Sin embargo, más allá de lograr una armonía con el paisaje, el líder, que hacía poco menos de 12 meses había atravesado la Isla con la caravana de la victoria, buscaba hurgar en costumbres, culturas y necesidades de quienes vivían en el extremo sur matancero.
Y no lo supo hacer sino sentándose a la mesa con los más humildes, el día en que el mundo celebraba la Navidad.
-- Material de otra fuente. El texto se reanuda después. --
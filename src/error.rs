//! Error types for tfinputs.
//!
//! This module defines the error hierarchy using `thiserror`. Every variant
//! records the source location where it was raised so failures deep inside
//! the resolver or converter can be traced back without a backtrace.
//!
//! # Error Categories
//!
//! - **Source errors**: unsupported source strings, git clone/checkout/subfolder
//!   failures, HTTP/S3 fetch failures. Fatal for the whole parse.
//! - **Setup errors**: the external HCL converter cannot be found or installed.
//!   Fatal, raised at most once per parse.
//! - **Parsing errors**: a single file cannot be converted. Downgraded to a
//!   warning by the module parser.
//! - **Construction errors**: a single variable block is malformed. Downgraded
//!   to a warning by the module parser.
//!
//! # Example
//!
//! ```rust
//! use tfinputs::error::{TfInputsError, Result};
//!
//! fn read_module_file(path: &str) -> Result<String> {
//!     std::fs::read_to_string(path)
//!         .map_err(|e| TfInputsError::io(path, e, file!(), line!()))
//! }
//! ```

use std::path::PathBuf;
use thiserror::Error;

/// Macro to create errors with automatic source location tracking.
///
/// Usage:
/// ```ignore
/// return Err(err!(ConverterSetup { message: "download failed".to_string() }));
/// ```
///
/// Field-init shorthand works as in a struct literal: `err!(ConverterSetup { message })`.
#[macro_export]
macro_rules! err {
    ($variant:ident { $($field:ident $(: $value:expr)?),* $(,)? }) => {
        $crate::error::TfInputsError::$variant {
            $($field $(: $value)?,)*
            src_path: file!(),
            src_line: line!(),
        }
    };
}

/// A specialized Result type for tfinputs operations.
pub type Result<T> = std::result::Result<T, TfInputsError>;

/// The main error type for tfinputs.
#[derive(Error, Debug)]
pub enum TfInputsError {
    // =========================================================================
    // I/O and File System Errors
    // =========================================================================
    /// I/O error with path context.
    #[error("I/O error at '{path}' ({src_path}:{src_line}): {source}")]
    Io {
        /// The path where the error occurred
        path: PathBuf,
        /// The underlying I/O error
        #[source]
        source: std::io::Error,
        /// Source file path
        src_path: &'static str,
        /// Source line number
        src_line: u32,
    },

    /// Directory not found.
    #[error("Directory not found: {path} ({src_path}:{src_line})")]
    DirectoryNotFound {
        /// The missing directory path
        path: PathBuf,
        /// Source file path
        src_path: &'static str,
        /// Source line number
        src_line: u32,
    },

    // =========================================================================
    // Source Errors
    // =========================================================================
    /// The module source string could not be classified.
    #[error("Unsupported or invalid source '{source_url}' ({src_path}:{src_line}): {message}")]
    UnsupportedSource {
        /// The source string as given by the caller
        source_url: String,
        /// Error message
        message: String,
        /// Source file path
        src_path: &'static str,
        /// Source line number
        src_line: u32,
    },

    /// Git clone, checkout or subfolder resolution failed.
    #[error("Git source error for '{url}' ({src_path}:{src_line}): {message}")]
    GitSource {
        /// The repository URL, without credentials
        url: String,
        /// Error message (redacted git stderr)
        message: String,
        /// Source file path
        src_path: &'static str,
        /// Source line number
        src_line: u32,
    },

    /// Fetching an HTTP or S3 artifact failed.
    #[error("Failed to fetch '{url}' ({src_path}:{src_line}): {message}")]
    Fetch {
        /// The artifact URL
        url: String,
        /// Error message
        message: String,
        /// HTTP status code (if available)
        status_code: Option<u16>,
        /// Source file path
        src_path: &'static str,
        /// Source line number
        src_line: u32,
    },

    // =========================================================================
    // Converter Errors
    // =========================================================================
    /// The HCL converter is missing and could not be installed.
    #[error("HCL converter setup failed ({src_path}:{src_line}): {message}")]
    ConverterSetup {
        /// Error message
        message: String,
        /// Source file path
        src_path: &'static str,
        /// Source line number
        src_line: u32,
    },

    /// A single file could not be converted from HCL to JSON.
    #[error("Failed to parse HCL in '{file}' ({src_path}:{src_line}): {message}")]
    HclParse {
        /// The file being parsed
        file: PathBuf,
        /// Error message
        message: String,
        /// Source file path
        src_path: &'static str,
        /// Source line number
        src_line: u32,
    },

    /// A variable block could not be turned into a `TerraformVariable`.
    #[error("Invalid definition for variable '{name}' ({src_path}:{src_line}): {message}")]
    VariableDefinition {
        /// The variable name
        name: String,
        /// Description of the structural issue
        message: String,
        /// Source file path
        src_path: &'static str,
        /// Source line number
        src_line: u32,
    },

    // =========================================================================
    // Configuration Errors
    // =========================================================================
    /// Configuration parsing error.
    #[error("Failed to parse configuration ({src_path}:{src_line}): {message}")]
    ConfigParse {
        /// Error message
        message: String,
        /// The underlying error (if any)
        #[source]
        source: Option<Box<dyn std::error::Error + Send + Sync>>,
        /// Source file path
        src_path: &'static str,
        /// Source line number
        src_line: u32,
    },

    /// Invalid configuration value.
    #[error("Invalid configuration value for '{key}' ({src_path}:{src_line}): {message}")]
    ConfigValue {
        /// The configuration key
        key: String,
        /// Error message
        message: String,
        /// Source file path
        src_path: &'static str,
        /// Source line number
        src_line: u32,
    },

    // =========================================================================
    // Report Errors
    // =========================================================================
    /// Report generation error.
    #[error("Failed to generate report ({src_path}:{src_line}): {message}")]
    ReportGeneration {
        /// Error message
        message: String,
        /// Source file path
        src_path: &'static str,
        /// Source line number
        src_line: u32,
    },

    // =========================================================================
    // Generic Errors
    // =========================================================================
    /// Internal error (should not happen in normal operation).
    #[error("Internal error ({src_path}:{src_line}): {message}")]
    Internal {
        /// Error message
        message: String,
        /// Source file path
        src_path: &'static str,
        /// Source line number
        src_line: u32,
    },
}

impl TfInputsError {
    /// Creates an `Io` error.
    #[must_use]
    pub fn io(path: impl Into<PathBuf>, source: std::io::Error, src_path: &'static str, src_line: u32) -> Self {
        Self::Io { path: path.into(), source, src_path, src_line }
    }

    /// Creates an `HclParse` error.
    #[must_use]
    pub fn hcl_parse(file: impl Into<PathBuf>, message: String, src_path: &'static str, src_line: u32) -> Self {
        Self::HclParse { file: file.into(), message, src_path, src_line }
    }

    /// Creates a `ConfigParse` error.
    #[must_use]
    pub fn config_parse(message: String, source: Option<Box<dyn std::error::Error + Send + Sync>>, src_path: &'static str, src_line: u32) -> Self {
        Self::ConfigParse { message, source, src_path, src_line }
    }

    /// Creates an `Internal` error.
    #[must_use]
    pub fn internal(message: String, src_path: &'static str, src_line: u32) -> Self {
        Self::Internal { message, src_path, src_line }
    }

    /// Whether the error aborts a whole module parse.
    ///
    /// Parsing and construction errors are scoped to one file or one variable
    /// and are downgraded to warnings by the module parser.
    #[must_use]
    pub fn is_fatal(&self) -> bool {
        !matches!(self, Self::HclParse { .. } | Self::VariableDefinition { .. })
    }

    /// Whether the error comes from classifying or materializing the source.
    #[must_use]
    pub fn is_source_error(&self) -> bool {
        matches!(
            self,
            Self::UnsupportedSource { .. }
                | Self::GitSource { .. }
                | Self::Fetch { .. }
                | Self::DirectoryNotFound { .. }
        )
    }

    /// Returns the appropriate exit code for the error.
    #[must_use]
    pub fn exit_code(&self) -> i32 {
        match self {
            Self::Io { source, .. } if source.kind() == std::io::ErrorKind::PermissionDenied => 13,
            Self::DirectoryNotFound { .. } => 15,
            Self::UnsupportedSource { .. } => 16,
            Self::GitSource { .. } => 17,
            Self::ConfigParse { .. } => 18,
            Self::ConfigValue { .. } => 19,
            Self::Fetch { .. } => 20,
            Self::ConverterSetup { .. } => 21,
            _ => 1, // Generic unhandled error
        }
    }
}

impl From<std::io::Error> for TfInputsError {
    fn from(source: std::io::Error) -> Self {
        // Prefer TfInputsError::io(path, ..) wherever the path is known
        Self::Io {
            path: PathBuf::new(),
            source,
            src_path: file!(),
            src_line: line!(),
        }
    }
}

impl From<serde_json::Error> for TfInputsError {
    fn from(source: serde_json::Error) -> Self {
        Self::Internal {
            message: format!("JSON serialization/deserialization error: {}", source),
            src_path: file!(),
            src_line: line!(),
        }
    }
}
El 24 de diciembre de 1959 los carboneros quedaron sorprendidos ante un Fidel de carne y hueso, del que habían escuchado hazañas y ahora tenían ante sus ojos, preocupándose y ocupándose de sus problemas.
Fue allí, a constatar de primera mano las rústicas viviendas, levantadas con sudor y lágrimas, pero también el incipiente desarrollo docente en unos de los lugares más aislados del archipiélago.
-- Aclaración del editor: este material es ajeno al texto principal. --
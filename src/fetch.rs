//! HTTP(S) and S3 artifact download.
//!
//! Non-git remote sources are fetched as a single file into the parse's
//! temporary directory. Archives are stored as downloaded.

use crate::config::FetchOptions;
use crate::err;
use crate::error::{Result, TfInputsError};
use crate::git::redact;
use reqwest::Client;
use std::path::{Path, PathBuf};
use std::time::Duration;

/// File name used when the URL path has no usable last segment.
const DEFAULT_FILE_NAME: &str = "main.tf";

/// Retry policy for transient HTTP failures.
#[derive(Debug, Clone)]
pub struct RetryConfig {
    pub max_retries: usize,
    pub delay_ms: u64,
    pub backoff_multiplier: f64,
}

impl Default for RetryConfig {
    fn default() -> Self {
        Self {
            max_retries: 2,
            delay_ms: 500,
            backoff_multiplier: 2.0,
        }
    }
}

/// Downloads module artifacts over HTTP.
#[derive(Debug, Clone)]
pub struct Fetcher {
    client: Client,
    options: FetchOptions,
    retry: RetryConfig,
}

impl Fetcher {
    /// Create a fetcher from the fetch options.
    ///
    /// # Errors
    ///
    /// Returns `Internal` if the HTTP client cannot be built.
    pub fn new(options: &FetchOptions) -> Result<Self> {
        let client = Client::builder()
            .timeout(Duration::from_secs(options.timeout_secs))
            .user_agent(concat!("tfinputs/", env!("CARGO_PKG_VERSION")))
            .build()
            .map_err(|e| TfInputsError::internal(format!("failed to build HTTP client: {e}"), file!(), line!()))?;

        Ok(Self {
            client,
            options: options.clone(),
            retry: RetryConfig::default(),
        })
    }

    #[must_use]
    pub fn with_retry(mut self, retry: RetryConfig) -> Self {
        self.retry = retry;
        self
    }

    /// HTTPS URL of an S3 object.
    ///
    /// Uses the configured path-style endpoint when set, the virtual-hosted
    /// AWS endpoint otherwise.
    #[must_use]
    pub fn s3_url(&self, bucket: &str, key: &str, region: Option<&str>) -> String {
        let key = key.trim_start_matches('/');
        match &self.options.s3_endpoint {
            Some(endpoint) => format!("{}/{bucket}/{key}", endpoint.trim_end_matches('/')),
            None => match region {
                Some(region) => format!("https://{bucket}.s3.{region}.amazonaws.com/{key}"),
                None => format!("https://{bucket}.s3.amazonaws.com/{key}"),
            },
        }
    }

    /// Download `url` into `dir` and return the written file.
    ///
    /// # Errors
    ///
    /// Returns `Fetch` on transport failures or non-success statuses, and
    /// `Io` if the file cannot be written.
    pub async fn fetch_into(&self, url: &str, dir: &Path) -> Result<PathBuf> {
        let shown = redact(url, None);
        tracing::info!(url = %shown, "Fetching module artifact");

        let response = self.get(url).await?;
        let bytes = response.bytes().await.map_err(|e| {
            err!(Fetch {
                url: shown.clone(),
                message: format!("failed to read response body: {}", e.without_url()),
                status_code: None,
            })
        })?;

        let target = dir.join(file_name_for(url));
        tokio::fs::write(&target, &bytes)
            .await
            .map_err(|e| TfInputsError::io(&target, e, file!(), line!()))?;

        tracing::info!(url = %shown, path = %target.display(), bytes = bytes.len(), "Artifact fetched");
        Ok(target)
    }

    async fn get(&self, url: &str) -> Result<reqwest::Response> {
        let shown = redact(url, None);
        let mut attempts = 0;
        let mut delay = self.retry.delay_ms;

        loop {
            attempts += 1;
            let response = self.client.get(url).send().await.map_err(|e| {
                err!(Fetch {
                    url: shown.clone(),
                    message: format!("request failed: {}", e.without_url()),
                    status_code: None,
                })
            })?;

            if response.status().is_success() {
                return Ok(response);
            }

            let status = response.status();
            if (status.is_server_error() || status == reqwest::StatusCode::TOO_MANY_REQUESTS)
                && attempts <= self.retry.max_retries
            {
                tracing::warn!(
                    url = %shown,
                    status = %status,
                    attempt = attempts,
                    delay_ms = delay,
                    "Fetch failed, retrying"
                );
                tokio::time::sleep(Duration::from_millis(delay)).await;
                delay = (delay as f64 * self.retry.backoff_multiplier) as u64;
                continue;
            }

            return Err(err!(Fetch {
                url: shown,
                message: format!("unexpected status {status}"),
                status_code: Some(status.as_u16()),
            }));
        }
    }
}

/// Last non-empty path segment of `url`, or [`DEFAULT_FILE_NAME`].
fn file_name_for(url: &str) -> String {
    url::Url::parse(url)
        .ok()
        .and_then(|u| {
            u.path_segments()
                .and_then(|mut segments| segments.next_back().map(str::to_string))
        })
        .filter(|name| !name.is_empty() && name != "." && name != "..")
        .unwrap_or_else(|| DEFAULT_FILE_NAME.to_string())
}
Así fue como presenció las miserias de la zona, la pobreza extrema traducida a niños descalzos, que desconocían los juguetes pero sabían de hambrunas y carencias.
No perdió la oportunidad de enseñarles a los mayores a usar el fusil, a defenderse ante quienes intentaran quitarles su trozo de tierra y con ello sus sueños, y a verter esperanza con sello de Revolución.
Ese día cambió el curso de la historia en aquel pedazo de Cuba que parecía más abatida aún que el resto de la Isla, más devorada por la pobreza y la tristeza, donde la gente había perdido la fe.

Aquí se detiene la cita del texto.